Top of The records
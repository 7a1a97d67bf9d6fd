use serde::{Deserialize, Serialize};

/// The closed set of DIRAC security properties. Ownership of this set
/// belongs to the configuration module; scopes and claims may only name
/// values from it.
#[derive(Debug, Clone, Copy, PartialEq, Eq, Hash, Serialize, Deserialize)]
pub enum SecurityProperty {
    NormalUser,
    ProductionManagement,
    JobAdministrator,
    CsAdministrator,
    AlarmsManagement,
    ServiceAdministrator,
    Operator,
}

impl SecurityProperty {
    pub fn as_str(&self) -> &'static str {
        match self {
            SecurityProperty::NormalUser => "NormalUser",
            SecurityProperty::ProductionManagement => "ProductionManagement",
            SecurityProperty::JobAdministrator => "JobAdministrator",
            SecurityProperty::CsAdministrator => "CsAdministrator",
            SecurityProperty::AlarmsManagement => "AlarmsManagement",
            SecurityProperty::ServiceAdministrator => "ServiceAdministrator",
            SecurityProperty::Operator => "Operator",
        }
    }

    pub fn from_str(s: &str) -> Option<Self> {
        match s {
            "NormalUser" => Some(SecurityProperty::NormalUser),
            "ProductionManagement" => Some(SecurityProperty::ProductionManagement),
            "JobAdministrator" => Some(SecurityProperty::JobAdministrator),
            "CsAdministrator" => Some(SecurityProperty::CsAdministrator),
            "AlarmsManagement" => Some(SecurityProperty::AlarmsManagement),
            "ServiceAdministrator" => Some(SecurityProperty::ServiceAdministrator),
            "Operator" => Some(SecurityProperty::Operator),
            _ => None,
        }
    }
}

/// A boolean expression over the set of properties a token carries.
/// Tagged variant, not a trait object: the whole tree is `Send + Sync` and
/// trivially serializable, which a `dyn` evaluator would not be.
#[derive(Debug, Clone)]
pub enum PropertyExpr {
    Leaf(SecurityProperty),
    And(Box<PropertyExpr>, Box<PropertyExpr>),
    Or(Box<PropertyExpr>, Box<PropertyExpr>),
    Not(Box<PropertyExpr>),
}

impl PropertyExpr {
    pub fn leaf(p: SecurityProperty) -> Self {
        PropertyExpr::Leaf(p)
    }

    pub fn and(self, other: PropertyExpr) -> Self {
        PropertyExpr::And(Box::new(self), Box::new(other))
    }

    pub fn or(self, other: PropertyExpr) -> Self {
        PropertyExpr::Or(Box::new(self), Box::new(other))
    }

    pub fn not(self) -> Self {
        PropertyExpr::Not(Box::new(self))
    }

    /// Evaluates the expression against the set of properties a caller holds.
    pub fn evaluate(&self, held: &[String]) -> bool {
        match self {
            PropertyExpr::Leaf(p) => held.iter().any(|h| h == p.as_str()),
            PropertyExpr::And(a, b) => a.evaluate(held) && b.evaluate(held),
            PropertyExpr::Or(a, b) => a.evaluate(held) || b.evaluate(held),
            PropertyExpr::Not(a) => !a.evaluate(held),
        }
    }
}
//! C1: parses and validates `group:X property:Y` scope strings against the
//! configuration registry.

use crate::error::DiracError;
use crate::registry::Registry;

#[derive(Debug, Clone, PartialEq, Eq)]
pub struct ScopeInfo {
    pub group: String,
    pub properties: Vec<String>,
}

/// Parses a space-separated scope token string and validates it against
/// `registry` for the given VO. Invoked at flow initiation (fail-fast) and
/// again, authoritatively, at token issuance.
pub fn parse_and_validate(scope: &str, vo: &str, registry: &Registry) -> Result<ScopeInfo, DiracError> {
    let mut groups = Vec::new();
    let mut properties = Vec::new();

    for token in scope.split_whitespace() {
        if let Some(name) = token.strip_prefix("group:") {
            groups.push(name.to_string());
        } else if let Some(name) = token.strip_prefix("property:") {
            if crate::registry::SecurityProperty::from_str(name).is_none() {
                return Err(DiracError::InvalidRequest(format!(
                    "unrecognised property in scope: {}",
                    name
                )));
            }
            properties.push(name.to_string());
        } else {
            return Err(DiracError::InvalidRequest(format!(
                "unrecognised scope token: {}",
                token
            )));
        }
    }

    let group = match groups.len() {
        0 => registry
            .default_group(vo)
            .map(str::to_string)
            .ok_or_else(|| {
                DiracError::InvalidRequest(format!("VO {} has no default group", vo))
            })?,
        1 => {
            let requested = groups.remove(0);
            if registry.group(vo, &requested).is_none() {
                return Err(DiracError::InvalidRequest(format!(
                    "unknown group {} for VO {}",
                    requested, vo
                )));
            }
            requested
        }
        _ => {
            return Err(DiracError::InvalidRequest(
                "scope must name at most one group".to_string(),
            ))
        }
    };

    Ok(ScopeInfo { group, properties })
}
Bottom of The records
Top of The records
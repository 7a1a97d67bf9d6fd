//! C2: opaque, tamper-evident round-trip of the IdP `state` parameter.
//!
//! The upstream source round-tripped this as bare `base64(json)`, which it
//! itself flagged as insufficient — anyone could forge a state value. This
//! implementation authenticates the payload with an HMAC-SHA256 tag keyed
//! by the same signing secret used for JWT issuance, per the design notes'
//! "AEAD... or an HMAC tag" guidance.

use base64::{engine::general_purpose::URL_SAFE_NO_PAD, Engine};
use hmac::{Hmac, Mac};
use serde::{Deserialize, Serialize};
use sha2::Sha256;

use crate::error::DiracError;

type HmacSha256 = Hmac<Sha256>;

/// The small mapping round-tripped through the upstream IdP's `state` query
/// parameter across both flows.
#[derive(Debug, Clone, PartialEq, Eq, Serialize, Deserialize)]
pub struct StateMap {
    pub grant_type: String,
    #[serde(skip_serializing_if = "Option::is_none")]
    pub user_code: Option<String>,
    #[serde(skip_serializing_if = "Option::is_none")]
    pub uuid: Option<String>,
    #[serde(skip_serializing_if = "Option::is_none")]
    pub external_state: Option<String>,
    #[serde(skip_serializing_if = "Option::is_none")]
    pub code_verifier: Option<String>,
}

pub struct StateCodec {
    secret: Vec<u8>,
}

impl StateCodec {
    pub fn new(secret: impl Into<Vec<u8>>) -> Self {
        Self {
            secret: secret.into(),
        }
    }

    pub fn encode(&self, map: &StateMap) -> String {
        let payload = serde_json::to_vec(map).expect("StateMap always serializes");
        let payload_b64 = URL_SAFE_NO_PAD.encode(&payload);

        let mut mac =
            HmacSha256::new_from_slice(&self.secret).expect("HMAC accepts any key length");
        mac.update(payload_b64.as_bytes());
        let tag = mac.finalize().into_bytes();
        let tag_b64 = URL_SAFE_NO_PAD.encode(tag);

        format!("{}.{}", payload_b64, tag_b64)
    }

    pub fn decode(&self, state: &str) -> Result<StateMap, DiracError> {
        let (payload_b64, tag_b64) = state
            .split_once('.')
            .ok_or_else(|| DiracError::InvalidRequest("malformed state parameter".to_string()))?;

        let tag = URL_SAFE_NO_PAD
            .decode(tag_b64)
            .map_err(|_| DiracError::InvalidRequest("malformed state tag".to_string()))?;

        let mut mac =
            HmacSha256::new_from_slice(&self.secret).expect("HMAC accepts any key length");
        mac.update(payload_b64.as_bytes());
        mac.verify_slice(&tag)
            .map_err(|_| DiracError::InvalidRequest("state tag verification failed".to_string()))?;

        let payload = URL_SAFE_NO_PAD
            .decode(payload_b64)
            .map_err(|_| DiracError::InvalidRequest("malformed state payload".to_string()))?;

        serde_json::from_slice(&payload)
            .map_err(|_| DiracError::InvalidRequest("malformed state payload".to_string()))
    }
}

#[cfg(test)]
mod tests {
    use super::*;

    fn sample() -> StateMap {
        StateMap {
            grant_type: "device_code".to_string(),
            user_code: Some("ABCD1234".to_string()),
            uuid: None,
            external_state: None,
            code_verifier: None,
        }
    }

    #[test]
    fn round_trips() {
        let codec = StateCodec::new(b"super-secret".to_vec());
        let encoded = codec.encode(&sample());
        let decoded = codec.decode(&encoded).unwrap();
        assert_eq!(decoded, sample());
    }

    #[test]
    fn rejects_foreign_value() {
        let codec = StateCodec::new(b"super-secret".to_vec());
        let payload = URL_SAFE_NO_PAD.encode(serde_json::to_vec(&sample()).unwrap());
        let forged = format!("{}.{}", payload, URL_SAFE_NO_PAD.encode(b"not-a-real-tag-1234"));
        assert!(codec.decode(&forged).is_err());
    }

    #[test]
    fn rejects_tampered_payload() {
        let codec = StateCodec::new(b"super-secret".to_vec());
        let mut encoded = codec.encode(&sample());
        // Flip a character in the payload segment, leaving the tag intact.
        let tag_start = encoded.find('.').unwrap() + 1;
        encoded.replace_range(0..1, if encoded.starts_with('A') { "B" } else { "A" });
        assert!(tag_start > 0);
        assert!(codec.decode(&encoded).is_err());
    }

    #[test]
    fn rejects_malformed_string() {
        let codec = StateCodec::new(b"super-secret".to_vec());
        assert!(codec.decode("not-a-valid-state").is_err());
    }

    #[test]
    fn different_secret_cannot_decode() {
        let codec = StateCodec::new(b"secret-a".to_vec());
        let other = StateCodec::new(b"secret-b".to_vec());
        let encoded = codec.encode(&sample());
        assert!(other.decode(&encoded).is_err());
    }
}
Bottom of The records
Top of The records
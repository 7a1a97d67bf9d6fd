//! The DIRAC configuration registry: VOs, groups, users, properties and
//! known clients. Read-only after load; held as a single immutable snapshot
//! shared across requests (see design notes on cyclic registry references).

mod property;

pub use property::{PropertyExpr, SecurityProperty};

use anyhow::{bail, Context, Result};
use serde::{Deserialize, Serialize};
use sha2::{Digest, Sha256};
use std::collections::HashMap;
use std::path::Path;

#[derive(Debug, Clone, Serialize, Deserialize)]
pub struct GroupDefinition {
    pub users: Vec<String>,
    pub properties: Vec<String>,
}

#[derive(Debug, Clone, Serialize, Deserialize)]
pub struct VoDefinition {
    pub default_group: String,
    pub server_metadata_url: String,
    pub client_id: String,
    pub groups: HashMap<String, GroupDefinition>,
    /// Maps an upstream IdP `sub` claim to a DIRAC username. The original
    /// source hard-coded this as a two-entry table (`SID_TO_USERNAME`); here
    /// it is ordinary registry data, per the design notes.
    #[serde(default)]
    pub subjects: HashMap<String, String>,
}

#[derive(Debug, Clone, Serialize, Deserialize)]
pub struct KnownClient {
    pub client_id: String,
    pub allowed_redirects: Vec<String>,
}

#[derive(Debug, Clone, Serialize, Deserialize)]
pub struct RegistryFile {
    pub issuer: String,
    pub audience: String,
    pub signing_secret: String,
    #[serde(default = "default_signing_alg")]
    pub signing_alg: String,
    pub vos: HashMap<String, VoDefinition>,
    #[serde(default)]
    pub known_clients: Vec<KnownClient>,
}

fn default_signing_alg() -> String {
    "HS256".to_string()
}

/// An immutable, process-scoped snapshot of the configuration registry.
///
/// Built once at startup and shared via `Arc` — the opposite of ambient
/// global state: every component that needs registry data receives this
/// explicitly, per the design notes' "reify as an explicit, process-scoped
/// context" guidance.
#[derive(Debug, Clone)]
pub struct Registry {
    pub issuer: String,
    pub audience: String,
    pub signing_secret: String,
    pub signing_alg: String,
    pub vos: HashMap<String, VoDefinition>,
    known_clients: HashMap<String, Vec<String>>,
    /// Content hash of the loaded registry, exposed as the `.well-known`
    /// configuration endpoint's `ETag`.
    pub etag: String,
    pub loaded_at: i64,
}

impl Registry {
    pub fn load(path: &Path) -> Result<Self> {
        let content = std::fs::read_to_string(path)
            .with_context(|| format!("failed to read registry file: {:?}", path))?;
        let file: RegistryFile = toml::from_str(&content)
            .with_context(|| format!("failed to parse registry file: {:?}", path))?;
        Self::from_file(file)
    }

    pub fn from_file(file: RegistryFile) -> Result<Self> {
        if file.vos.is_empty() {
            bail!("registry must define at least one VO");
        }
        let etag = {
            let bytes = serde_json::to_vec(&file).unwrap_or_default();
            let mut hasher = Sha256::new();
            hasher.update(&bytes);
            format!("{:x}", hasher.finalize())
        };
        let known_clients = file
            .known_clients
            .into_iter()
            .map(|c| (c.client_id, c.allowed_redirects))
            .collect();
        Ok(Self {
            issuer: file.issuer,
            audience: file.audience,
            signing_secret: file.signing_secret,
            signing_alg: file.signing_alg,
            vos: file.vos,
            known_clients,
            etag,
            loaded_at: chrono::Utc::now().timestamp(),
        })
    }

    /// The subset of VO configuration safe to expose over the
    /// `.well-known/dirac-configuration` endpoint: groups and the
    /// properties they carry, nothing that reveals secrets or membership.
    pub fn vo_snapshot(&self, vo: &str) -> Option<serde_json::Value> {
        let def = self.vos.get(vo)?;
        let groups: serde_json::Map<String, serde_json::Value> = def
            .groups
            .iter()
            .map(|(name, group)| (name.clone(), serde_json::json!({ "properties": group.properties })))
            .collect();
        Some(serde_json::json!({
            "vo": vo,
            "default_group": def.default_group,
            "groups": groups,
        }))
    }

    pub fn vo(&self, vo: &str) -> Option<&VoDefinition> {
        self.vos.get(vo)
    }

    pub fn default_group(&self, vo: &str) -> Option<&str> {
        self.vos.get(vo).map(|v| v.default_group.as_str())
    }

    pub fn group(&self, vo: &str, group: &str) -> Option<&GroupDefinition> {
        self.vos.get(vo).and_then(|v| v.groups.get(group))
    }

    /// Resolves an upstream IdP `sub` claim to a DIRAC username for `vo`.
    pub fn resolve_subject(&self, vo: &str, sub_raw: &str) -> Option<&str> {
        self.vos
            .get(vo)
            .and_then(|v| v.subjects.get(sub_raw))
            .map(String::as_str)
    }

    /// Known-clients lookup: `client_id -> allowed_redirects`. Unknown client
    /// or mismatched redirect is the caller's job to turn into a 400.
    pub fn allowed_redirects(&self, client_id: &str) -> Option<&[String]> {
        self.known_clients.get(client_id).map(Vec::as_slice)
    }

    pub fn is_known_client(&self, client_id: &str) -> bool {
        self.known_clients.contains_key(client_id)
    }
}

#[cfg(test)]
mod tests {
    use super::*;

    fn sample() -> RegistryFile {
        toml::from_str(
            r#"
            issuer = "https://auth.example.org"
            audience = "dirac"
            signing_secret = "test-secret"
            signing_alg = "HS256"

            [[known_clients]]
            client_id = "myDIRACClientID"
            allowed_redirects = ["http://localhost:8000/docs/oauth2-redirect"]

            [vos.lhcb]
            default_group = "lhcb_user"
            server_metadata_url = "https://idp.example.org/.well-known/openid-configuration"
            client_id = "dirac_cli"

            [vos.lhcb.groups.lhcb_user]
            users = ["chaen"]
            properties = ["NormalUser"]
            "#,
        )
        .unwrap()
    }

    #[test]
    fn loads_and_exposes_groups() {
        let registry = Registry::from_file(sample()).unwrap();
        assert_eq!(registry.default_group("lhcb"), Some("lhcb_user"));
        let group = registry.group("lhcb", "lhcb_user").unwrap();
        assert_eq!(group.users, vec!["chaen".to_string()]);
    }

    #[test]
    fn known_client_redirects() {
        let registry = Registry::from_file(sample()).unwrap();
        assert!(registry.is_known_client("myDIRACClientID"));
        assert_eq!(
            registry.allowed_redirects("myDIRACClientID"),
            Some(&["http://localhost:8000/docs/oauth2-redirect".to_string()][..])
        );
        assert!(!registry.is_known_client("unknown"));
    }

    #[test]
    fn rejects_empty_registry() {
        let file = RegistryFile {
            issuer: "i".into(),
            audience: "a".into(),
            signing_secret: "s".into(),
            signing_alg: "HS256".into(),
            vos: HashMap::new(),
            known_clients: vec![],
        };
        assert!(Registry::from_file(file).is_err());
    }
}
Bottom of The records
Across the data, pull every line containing the string "expression".

/// A boolean expression over the set of properties a token carries.
    /// Evaluates the expression against the set of properties a caller holds.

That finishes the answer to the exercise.